PROBLEM
Could you write out the lines below exactly, beginning with the first and finishing with the one that contains "the cluster declaration."?

[[ SOURCE INFORMATION open ]]

//! Device Selection & Mapping
//!
//! Maps the declared device selection (all / names / regex filter / path
//! filter / metadata device) onto the node's discovered hardware and emits a
//! `DeviceOsdMapping` the provisioner works from. The mapping also persists
//! across cycles as the record of which OSD owns which device.

use crate::error::{Error, Result};
use crate::exec::Executor;
use crate::inventory::device::DeviceDescriptor;
use regex::Regex;
use serde::{Deserialize, Serialize};
use std::collections::BTreeMap;
use tracing::{debug, info};

/// Sentinel for a device selected but not yet bound to an OSD id.
pub const UNASSIGNED_OSD: i32 = -1;

// =============================================================================
// Declared Selection
// =============================================================================

/// One explicitly named device from the cluster declaration.
#[derive(Debug, Clone, Default, Serialize, Deserialize)]
#[serde(rename_all = "camelCase")]
pub struct DesiredDevice {
    pub name: String,
    /// Whether `name` is a full `/dev/...` path rather than a short name.
    #[serde(default)]
    pub full_path: bool,
    /// Per-device config overrides (store settings), opaque here.
    #[serde(default)]
    pub config: BTreeMap<String, String>,
}

/// The declared storage selection for a node.
#[derive(Debug, Clone, Default, Serialize, Deserialize)]
#[serde(rename_all = "camelCase")]
pub struct StorageSelection {
    #[serde(default)]
    pub use_all_devices: bool,
    #[serde(default)]
    pub devices: Vec<DesiredDevice>,
    /// Regex over short device names.
    #[serde(default)]
    pub device_filter: Option<String>,
    /// Regex over stable symlink paths.
    #[serde(default)]
    pub device_path_filter: Option<String>,
    /// Device reserved for metadata (db/wal) partitions.
    #[serde(default)]
    pub metadata_device: Option<String>,
}

// =============================================================================
// Device -> OSD Mapping
// =============================================================================

/// Assignment of one device: a data OSD or shared metadata for several.
#[derive(Debug, Clone, PartialEq, Eq, Serialize, Deserialize)]
pub struct DeviceOsdEntry {
    pub data: i32,
    pub metadata: Vec<i32>,
}

impl Default for DeviceOsdEntry {
    fn default() -> Self {
        Self {
            data: UNASSIGNED_OSD,
            metadata: Vec::new(),
        }
    }
}

/// Per-node device assignment, keyed by short device name.
#[derive(Debug, Clone, Default, PartialEq, Eq, Serialize, Deserialize)]
pub struct DeviceOsdMapping {
    pub entries: BTreeMap<String, DeviceOsdEntry>,
}

impl DeviceOsdMapping {
    pub fn insert_unassigned(&mut self, name: &str) {
        self.entries
            .entry(name.to_string())
            .or_insert_with(DeviceOsdEntry::default);
    }

    pub fn is_empty(&self) -> bool {
        self.entries.is_empty()
    }

    pub fn device_names(&self) -> Vec<&str> {
        self.entries.keys().map(String::as_str).collect()
    }
}

// =============================================================================
// Selection Algorithm
// =============================================================================

/// Compute which discovered devices the provisioner should use.
///
/// Selection order per device: reserved block-client names and partitions
/// are never eligible; devices that are not exclusively ours (filesystem
/// present, children present) are skipped; the declared metadata device is
/// recorded as metadata-only; everything else must match the declared
/// selector to be included as data.
pub fn compute_device_mapping(
    selection: &StorageSelection,
    devices: &[DeviceDescriptor],
    node_marked_for_removal: bool,
) -> Result<DeviceOsdMapping> {
    let mut mapping = DeviceOsdMapping::default();
    if node_marked_for_removal {
        return Ok(mapping);
    }

    let name_filter = compile_filter(selection.device_filter.as_deref())?;
    let path_filter = compile_filter(selection.device_path_filter.as_deref())?;

    for device in devices {
        if device.is_reserved_block_client() {
            debug!("ignoring reserved block client device {}", device.name);
            continue;
        }
        if !device.parent.is_empty() {
            continue;
        }

        // Metadata device is recorded even when it fails the data selector.
        if selection.metadata_device.as_deref() == Some(device.name.as_str()) {
            if device.is_available_for_osd() {
                mapping.insert_unassigned(&device.name);
            } else {
                debug!(
                    "declared metadata device {} is not available: {}",
                    device.name,
                    unavailable_reason(device)
                );
            }
            continue;
        }

        if !device.is_available_for_osd() || !device.empty {
            debug!(
                "skipping device {}: {}",
                device.name,
                unavailable_reason(device)
            );
            continue;
        }

        let selected = if selection.use_all_devices {
            true
        } else if let Some(ref re) = name_filter {
            re.is_match(&device.name)
        } else if let Some(ref re) = path_filter {
            device.dev_links.iter().any(|link| re.is_match(link))
        } else {
            selection.devices.iter().any(|d| {
                if d.full_path {
                    d.name == device.path() || device.dev_links.contains(&d.name)
                } else {
                    d.name == device.name
                }
            })
        };

        if selected {
            mapping.insert_unassigned(&device.name);
        }
    }

    info!(
        "device selection matched {} of {} discovered devices",
        mapping.entries.len(),
        devices.len()
    );
    Ok(mapping)
}

fn compile_filter(pattern: Option<&str>) -> Result<Option<Regex>> {
    match pattern {
        None | Some("") => Ok(None),
        Some(p) => Regex::new(p)
            .map(Some)
            .map_err(|e| Error::Validation(format!("invalid device filter {p:?}: {e}"))),
    }
}

fn unavailable_reason(device: &DeviceDescriptor) -> String {
    if !device.filesystem.is_empty() {
        format!("has filesystem {}", device.filesystem)
    } else if !device.mountpoint.is_empty() {
        format!("mounted at {}", device.mountpoint)
    } else if device.has_children {
        "has partitions".to_string()
    } else if device.read_only {
        "read-only".to_string()
    } else {
        "not a whole empty disk".to_string()
    }
}

// =============================================================================
// Foreign Encrypted Containers
// =============================================================================

/// Whether a LUKS device belongs to some Ceph cluster, and if so which.
///
/// Provisioned encrypted blocks carry `ceph_fsid=<fsid>` in their LUKS
/// subsystem field. A container stamped with a different fsid belongs to
/// another cluster and must never be touched.
pub async fn luks_cluster_fsid(executor: &dyn Executor, device_path: &str) -> Result<Option<String>> {
    let args = vec!["luksDump".to_string(), device_path.to_string()];
    let out = match executor.execute("cryptsetup", &args).await {
        Ok(o) => o,
        // Not a LUKS device at all.
        Err(Error::CommandFailed { .. }) => return Ok(None),
        Err(e) => return Err(e),
    };

    for line in out.lines() {
        let line = line.trim();
        if let Some(rest) = line.strip_prefix("Subsystem:") {
            if let Some(fsid) = rest.trim().strip_prefix("ceph_fsid=") {
                return Ok(Some(fsid.trim().to_string()));
            }
        }
    }
    Ok(None)
}

/// Filter out encrypted containers stamped by other clusters.
pub async fn belongs_to_other_cluster(
    executor: &dyn Executor,
    our_fsid: &str,
    device_path: &str,
) -> Result<bool> {
    match luks_cluster_fsid(executor, device_path).await? {
        Some(fsid) if fsid != our_fsid => Ok(true),
        _ => Ok(false),
    }
}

[[ SOURCE INFORMATION closed ]]

TASK OUTPUT
//! Device Selection & Mapping
//!
//! Maps the declared device selection (all / names / regex filter / path
//! filter / metadata device) onto the node's discovered hardware and emits a
//! `DeviceOsdMapping` the provisioner works from. The mapping also persists
//! across cycles as the record of which OSD owns which device.

use crate::error::{Error, Result};
use crate::exec::Executor;
use crate::inventory::device::DeviceDescriptor;
use regex::Regex;
use serde::{Deserialize, Serialize};
use std::collections::BTreeMap;
use tracing::{debug, info};

/// Sentinel for a device selected but not yet bound to an OSD id.
pub const UNASSIGNED_OSD: i32 = -1;

// =============================================================================
// Declared Selection
// =============================================================================

/// One explicitly named device from the cluster declaration.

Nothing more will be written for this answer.